What you're doing here (OP) is actually close to the correct way of going about this because of things like "Difficulty Game::GetDifficulty()". Once you switch to a graphics based program you can replace that function with one that gets the desired input from a GUI widget. However, I'd suggest putting the string-grab and int conversion on the outside of the function here and then passing them in as arguments. This way once you want to get the selection from a GUI widget you can just pass that as an index into the function you already have, yes?
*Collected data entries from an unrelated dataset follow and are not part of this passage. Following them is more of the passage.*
//! Post-condition validators (quality gates) for step output.

use serde::{Deserialize, Serialize};
use serde_json::Value;
use std::collections::HashMap;
use std::fmt::Debug;
use std::sync::Arc;

use crate::core::JsonMap;

/// A quality gate run on a step's successful output.
///
/// Returning `Err` rejects the output; the retry wrapper then treats the
/// attempt exactly like a collaborator failure.
pub trait Validator: Send + Sync + Debug {
    /// Checks `output`, returning a message describing why it is rejected.
    fn validate(&self, output: &JsonMap) -> Result<(), String>;
}

/// Requires an array field to hold at least `min` items.
///
/// A missing or non-array field counts as empty.
#[derive(Debug, Clone, PartialEq, Eq)]
pub struct MinItems {
    field: String,
    min: usize,
    label: String,
}

impl MinItems {
    /// Creates the gate; `label` names the items in the rejection message.
    #[must_use]
    pub fn new(field: impl Into<String>, min: usize, label: impl Into<String>) -> Self {
        Self {
            field: field.into(),
            min,
            label: label.into(),
        }
    }
}

impl Validator for MinItems {
    fn validate(&self, output: &JsonMap) -> Result<(), String> {
        let count = output
            .get(&self.field)
            .and_then(Value::as_array)
            .map_or(0, Vec::len);
        if count < self.min {
            return Err(format!("Insufficient {}: {count} < {}", self.label, self.min));
        }
        Ok(())
    }
}

/// Requires a minimum word count.
///
/// Reads the numeric `count_field` when present, otherwise counts the words
/// of `text_field`.
#[derive(Debug, Clone, PartialEq, Eq)]
pub struct MinWordCount {
    count_field: String,
    text_field: Option<String>,
    min: u64,
}

impl MinWordCount {
    /// Gates on the numeric `word_count` field.
    #[must_use]
    pub fn new(min: u64) -> Self {
        Self {
            count_field: "word_count".to_string(),
            text_field: None,
            min,
        }
    }

    /// Falls back to counting the words of `field` when no count is reported.
    #[must_use]
    pub fn counting_text(mut self, field: impl Into<String>) -> Self {
        self.text_field = Some(field.into());
        self
    }

    fn word_count(&self, output: &JsonMap) -> u64 {
        if let Some(n) = output.get(&self.count_field).and_then(Value::as_u64) {
            return n;
        }
        self.text_field
            .as_ref()
            .and_then(|f| output.get(f))
            .and_then(Value::as_str)
            .map_or(0, |text| text.split_whitespace().count() as u64)
    }
}

impl Validator for MinWordCount {
    fn validate(&self, output: &JsonMap) -> Result<(), String> {
        let words = self.word_count(output);
        if words < self.min {
            return Err(format!("Script too short: {words} < {}", self.min));
        }
        Ok(())
    }
}

/// A validator backed by a closure.
pub struct FnValidator<F>
where
    F: Fn(&JsonMap) -> Result<(), String> + Send + Sync,
{
    name: String,
    func: F,
}

impl<F> FnValidator<F>
where
    F: Fn(&JsonMap) -> Result<(), String> + Send + Sync,
{
    /// Wraps `func`.
    pub fn new(name: impl Into<String>, func: F) -> Self {
        Self {
            name: name.into(),
            func,
        }
    }
}

impl<F> Debug for FnValidator<F>
where
    F: Fn(&JsonMap) -> Result<(), String> + Send + Sync,
{
    fn fmt(&self, f: &mut std::fmt::Formatter<'_>) -> std::fmt::Result {
        f.debug_struct("FnValidator").field("name", &self.name).finish()
    }
}

impl<F> Validator for FnValidator<F>
where
    F: Fn(&JsonMap) -> Result<(), String> + Send + Sync,
{
    fn validate(&self, output: &JsonMap) -> Result<(), String> {
        (self.func)(output)
    }
}

/// Validators keyed by step name.
#[derive(Debug, Clone, Default)]
pub struct ValidatorRegistry {
    by_step: HashMap<String, Vec<Arc<dyn Validator>>>,
}

impl ValidatorRegistry {
    /// Creates an empty registry.
    #[must_use]
    pub fn new() -> Self {
        Self::default()
    }

    /// Registers a validator for `step_name`.
    pub fn register(&mut self, step_name: impl Into<String>, validator: Arc<dyn Validator>) {
        self.by_step.entry(step_name.into()).or_default().push(validator);
    }

    /// Builder-style [`ValidatorRegistry::register`].
    #[must_use]
    pub fn with(mut self, step_name: impl Into<String>, validator: impl Validator + 'static) -> Self {
        self.register(step_name, Arc::new(validator));
        self
    }

    /// Runs every validator for `step_name`, stopping at the first rejection.
    ///
    /// # Errors
    ///
    /// Returns the rejection message of the first failing validator.
    pub fn check(&self, step_name: &str, output: &JsonMap) -> Result<(), String> {
        self.by_step
            .get(step_name)
            .into_iter()
            .flatten()
            .try_for_each(|v| v.validate(output))
    }

    /// Returns true if no validator is registered for `step_name`.
    #[must_use]
    pub fn is_empty_for(&self, step_name: &str) -> bool {
        self.by_step.get(step_name).map_or(true, Vec::is_empty)
    }
}

/// Minimum quality bar for generated content.
#[derive(Debug, Clone, Copy, PartialEq, Eq, Serialize, Deserialize)]
#[serde(default)]
pub struct QualityThresholds {
    /// Research must return at least this many articles.
    pub min_research_sources: usize,
    /// Scripts must be at least this many words long.
    pub min_script_word_count: u64,
}

impl Default for QualityThresholds {
    fn default() -> Self {
        Self {
            min_research_sources: 5,
            min_script_word_count: 1500,
        }
    }
}

impl QualityThresholds {
    /// Builds the default gates for the content pipeline steps.
    #[must_use]
    pub fn validators(&self) -> ValidatorRegistry {
        ValidatorRegistry::new()
            .with(
                "research",
                MinItems::new("articles", self.min_research_sources, "research sources"),
            )
            .with(
                "script_generation",
                MinWordCount::new(self.min_script_word_count).counting_text("script"),
            )
    }
}

#[cfg(test)]
mod tests {
    use super::*;
    use serde_json::json;

    fn map(value: Value) -> JsonMap {
        value.as_object().cloned().unwrap()
    }

    #[test]
    fn test_min_items() {
        let gate = MinItems::new("articles", 2, "research sources");
        assert!(gate.validate(&map(json!({"articles": [1, 2]}))).is_ok());

        let err = gate.validate(&map(json!({"articles": [1]}))).unwrap_err();
        assert_eq!(err, "Insufficient research sources: 1 < 2");

        assert!(gate.validate(&map(json!({}))).is_err());
    }

    #[test]
    fn test_min_word_count() {
        let gate = MinWordCount::new(3).counting_text("script");
        assert!(gate.validate(&map(json!({"word_count": 3}))).is_ok());
        assert!(gate.validate(&map(json!({"script": "one two three"}))).is_ok());

        let err = gate.validate(&map(json!({"script": "too short"}))).unwrap_err();
        assert_eq!(err, "Script too short: 2 < 3");
    }

    #[test]
    fn test_registry_runs_only_registered_step() {
        let registry = ValidatorRegistry::new()
            .with("research", MinItems::new("articles", 1, "research sources"));

        assert!(registry.check("research", &map(json!({}))).is_err());
        assert!(registry.check("voice_synthesis", &map(json!({}))).is_ok());
        assert!(registry.is_empty_for("voice_synthesis"));
    }

    #[test]
    fn test_fn_validator() {
        let registry = ValidatorRegistry::new().with(
            "plan",
            FnValidator::new("has_segments", |out: &JsonMap| {
                if out.contains_key("segments") {
                    Ok(())
                } else {
                    Err("plan has no segments".to_string())
                }
            }),
        );
        assert_eq!(
            registry.check("plan", &map(json!({}))),
            Err("plan has no segments".to_string())
        );
    }

    #[test]
    fn test_quality_threshold_defaults() {
        let registry = QualityThresholds::default().validators();

        let four = map(json!({"articles": [1, 2, 3, 4]}));
        let five = map(json!({"articles": [1, 2, 3, 4, 5]}));
        assert!(registry.check("research", &four).is_err());
        assert!(registry.check("research", &five).is_ok());

        assert!(registry.check("script_generation", &map(json!({"word_count": 1499}))).is_err());
        assert!(registry.check("script_generation", &map(json!({"word_count": 1500}))).is_ok());
    }
}
//! Testing utilities for castflow pipelines.
//!
//! This module provides:
//! - Scripted collaborators that fail a set number of times
//! - Recording, failing and slow stages
//! - Assertions over pipeline state

mod assertions;
mod mocks;

pub use assertions::{assert_error_contains, assert_field, assert_missing, assert_no_error, json_map};
pub use mocks::{FailingStage, RecordingStage, Reply, ScriptedCollaborator, SlowStage};
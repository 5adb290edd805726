//! TTL cache for collaborator results.
//!
//! This module provides:
//! - `TtlCache`, keyed storage with expiry persisted to one JSON index
//! - `CachedCollaborator`, which skips redundant external calls

mod cached;
mod ttl;

pub use cached::{cache_key, CachedCollaborator, FORCE_REFRESH};
pub use ttl::{CacheEntry, TtlCache, DEFAULT_TTL_SECONDS};
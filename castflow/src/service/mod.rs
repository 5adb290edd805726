//! The operational surface: submit, inspect, cancel and schedule runs.
//!
//! [`Orchestrator`] is transport-agnostic; an HTTP or CLI front end maps its
//! requests onto these calls one-to-one.

use serde::{Deserialize, Serialize};
use serde_json::Value;
use std::sync::Arc;
use tokio::task::JoinHandle;
use tracing::info;

use crate::cache::TtlCache;
use crate::cancellation::CancellationToken;
use crate::config::CastflowConfig;
use crate::core::JsonMap;
use crate::errors::CastflowError;
use crate::events::EventSink;
use crate::pipelines::{Collaborators, ContentPipeline};
use crate::retry::StepExecutor;
use crate::runs::{JsonFileRunStore, RunFilter, RunRecord, RunRegistry};
use crate::scheduler::{ScheduleEntry, ScheduleFilter, Scheduler};
use crate::utils::{parse_timestamp, Timestamp};

fn default_trigger() -> String {
    "manual".to_string()
}

/// A request to generate one episode.
#[derive(Debug, Clone, PartialEq, Serialize, Deserialize)]
pub struct RunRequest {
    /// Sport, e.g. `f1` or `motogp`.
    pub sport: String,
    /// What caused the run; `manual` unless an event fired it.
    #[serde(default = "default_trigger")]
    pub trigger: String,
    /// Specific event to cover.
    #[serde(default, skip_serializing_if = "Option::is_none")]
    pub event_id: Option<String>,
    /// Per-step overrides keyed by step name, plus `episode_type`.
    #[serde(default)]
    pub custom_parameters: JsonMap,
}

impl RunRequest {
    /// Creates a manual request for `sport`.
    #[must_use]
    pub fn new(sport: impl Into<String>) -> Self {
        Self {
            sport: sport.into(),
            trigger: default_trigger(),
            event_id: None,
            custom_parameters: JsonMap::new(),
        }
    }

    /// Sets the trigger.
    #[must_use]
    pub fn with_trigger(mut self, trigger: impl Into<String>) -> Self {
        self.trigger = trigger.into();
        self
    }

    /// Sets the event id.
    #[must_use]
    pub fn with_event_id(mut self, event_id: impl Into<String>) -> Self {
        self.event_id = Some(event_id.into());
        self
    }

    /// Sets one custom parameter.
    #[must_use]
    pub fn with_parameter(mut self, key: impl Into<String>, value: Value) -> Self {
        self.custom_parameters.insert(key.into(), value);
        self
    }

    /// Converts into the run parameters stored on the record.
    #[must_use]
    pub fn into_params(self) -> JsonMap {
        let mut params = JsonMap::new();
        params.insert("sport".to_string(), Value::String(self.sport));
        params.insert("trigger".to_string(), Value::String(self.trigger));
        if let Some(event_id) = self.event_id {
            params.insert("event_id".to_string(), Value::String(event_id));
        }
        params.insert("custom_parameters".to_string(), Value::Object(self.custom_parameters));
        params
    }
}

/// Front door to the run registry and the scheduler.
#[derive(Debug, Clone)]
pub struct Orchestrator {
    registry: Arc<RunRegistry>,
    scheduler: Arc<Scheduler>,
    cache: Option<Arc<TtlCache>>,
    tick_interval: std::time::Duration,
}

impl Orchestrator {
    /// Wires an orchestrator from existing parts.
    #[must_use]
    pub fn new(registry: Arc<RunRegistry>, scheduler: Arc<Scheduler>) -> Self {
        Self {
            registry,
            scheduler,
            cache: None,
            tick_interval: CastflowConfig::default().tick_interval(),
        }
    }

    /// Builds the content pipeline and its persistence from `config`.
    ///
    /// Research is cached in `data_dir`, runs are stored under
    /// `data_dir/runs` and pending schedules in `data_dir/schedules.json`.
    pub fn from_config(
        config: &CastflowConfig,
        collaborators: Collaborators,
        events: Arc<dyn EventSink>,
    ) -> Result<Self, CastflowError> {
        let cache = Arc::new(TtlCache::open(config.cache_index_path(), config.cache.default_ttl_seconds));
        let validators = config.quality.validators();
        let collaborators = collaborators.with_research_cache(&cache, &validators, &events);
        let executor = Arc::new(StepExecutor::new(config.retry.clone(), validators));
        let pipeline = ContentPipeline::with_options(
            collaborators,
            executor,
            config.triggers.clone(),
            config.executor.max_transitions,
        )?;

        let registry = Arc::new(
            RunRegistry::new(Arc::new(pipeline), Arc::new(JsonFileRunStore::new(config.runs_dir())))
                .with_events(events.clone()),
        );
        let scheduler = match config.schedule_path() {
            Some(path) => Scheduler::open(path, registry.clone()),
            None => Scheduler::new(registry.clone()),
        };

        info!(data_dir = %config.data_dir.display(), "Orchestrator ready");
        Ok(Self {
            registry,
            scheduler: Arc::new(scheduler.with_events(events)),
            cache: Some(cache),
            tick_interval: config.tick_interval(),
        })
    }

    /// Starts a run now.
    pub fn submit_run(&self, request: RunRequest) -> Result<String, CastflowError> {
        self.registry.create_run(request.into_params())
    }

    /// Returns a run record.
    pub fn get_status(&self, run_id: &str) -> Result<RunRecord, CastflowError> {
        self.registry.get_status(run_id)
    }

    /// Lists runs, most recent first.
    #[must_use]
    pub fn list_runs(&self, limit: usize, filter: &RunFilter) -> Vec<RunRecord> {
        self.registry.list_runs(limit, filter)
    }

    /// Cancels a running run.
    pub fn cancel_run(&self, run_id: &str, reason: &str) -> Result<RunRecord, CastflowError> {
        self.registry.cancel(run_id, reason)
    }

    /// Waits for a run to finish.
    pub async fn wait_for_run(&self, run_id: &str) -> Result<RunRecord, CastflowError> {
        self.registry.wait(run_id).await
    }

    /// Queues a run for `due_at`.
    pub fn schedule_run(&self, request: RunRequest, due_at: Timestamp) -> String {
        self.scheduler.schedule(request.into_params(), due_at)
    }

    /// Queues a run for a caller-supplied due time.
    ///
    /// Accepts RFC 3339, naive ISO 8601 (read as UTC) or Unix seconds.
    pub fn schedule_run_at(&self, request: RunRequest, due_at: &str) -> Result<String, CastflowError> {
        let due_at = parse_timestamp(due_at).map_err(|e| CastflowError::InvalidRequest(e.to_string()))?;
        Ok(self.schedule_run(request, due_at))
    }

    /// Lists pending scheduled runs, soonest first.
    #[must_use]
    pub fn list_scheduled(&self, filter: &ScheduleFilter) -> Vec<ScheduleEntry> {
        self.scheduler.list_scheduled(filter)
    }

    /// Cancels a pending scheduled run.
    pub fn cancel_scheduled(&self, schedule_id: &str) -> Result<ScheduleEntry, CastflowError> {
        self.scheduler.cancel_scheduled(schedule_id)
    }

    /// Spawns the scheduler loop until `shutdown` is cancelled.
    pub fn start_scheduler(&self, shutdown: Arc<CancellationToken>) -> JoinHandle<()> {
        self.scheduler.clone().spawn(self.tick_interval, shutdown)
    }

    /// Returns the run registry.
    #[must_use]
    pub fn registry(&self) -> &Arc<RunRegistry> {
        &self.registry
    }

    /// Returns the scheduler.
    #[must_use]
    pub fn scheduler(&self) -> &Arc<Scheduler> {
        &self.scheduler
    }

    /// Returns the research cache, when built from config.
    #[must_use]
    pub fn cache(&self) -> Option<&Arc<TtlCache>> {
        self.cache.as_ref()
    }
}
All that being said, the two functions you showed here are using an awful lot of space and not doing much. Maybe something like this:

enum GameMode : unsigned { //enums will automatically define each successive value as the previous value + 1
COMPUTER_PLAYER = 0,
PLAYER_COMPUTER,
GAMEMODE_ENTRY_COUNT //if new entries are added place them prior to this one
};

GameMode Game::GetGameMode() {
while(1) {
//get user input
GameMode gameMode = (GameMode)(ToInt(StringInput()));

//Check for validity
if(gameMode < GAMEMODE_ENTRY_COUNT) {
return gameMode;
}

//validity failed, so show message and reloop
cout << "Please enter a valid choice using the number next to your desired game mode." << endl;
cout << "Press ENTER to try again..." << endl;
cin.get();
DisplayGameMode();
}

return SOME_INVALID_VALUE; //to shut the compiler up
}

That did make it a lot smaller and got rid of the huge switch-case.  That was the next thing. something just seemed weird have that huge switch-case and that also seemed to be repeating it's self a lot.

Couple questions:

1: I can change my enum to start at 1 can't I?  Just saying because that is what my menu choices start from.

2: Instead of returning some invalid value to have the compiler not complain (I assume it'd be from not all paths returning a value, unless I am wrong?) could it be better to just set the choice to a temporary gameMode variable and then return that temp?  I say that only because I've never seen (though I also haven't looked at a lot of peoples code) a function just return some junk value, even though that part of the code would never get executed (unless I am missing something).  Though now that I think about it, since that function should never return the junk value I guess it really wouldn't matter.

Thanks for all the input so far everyone.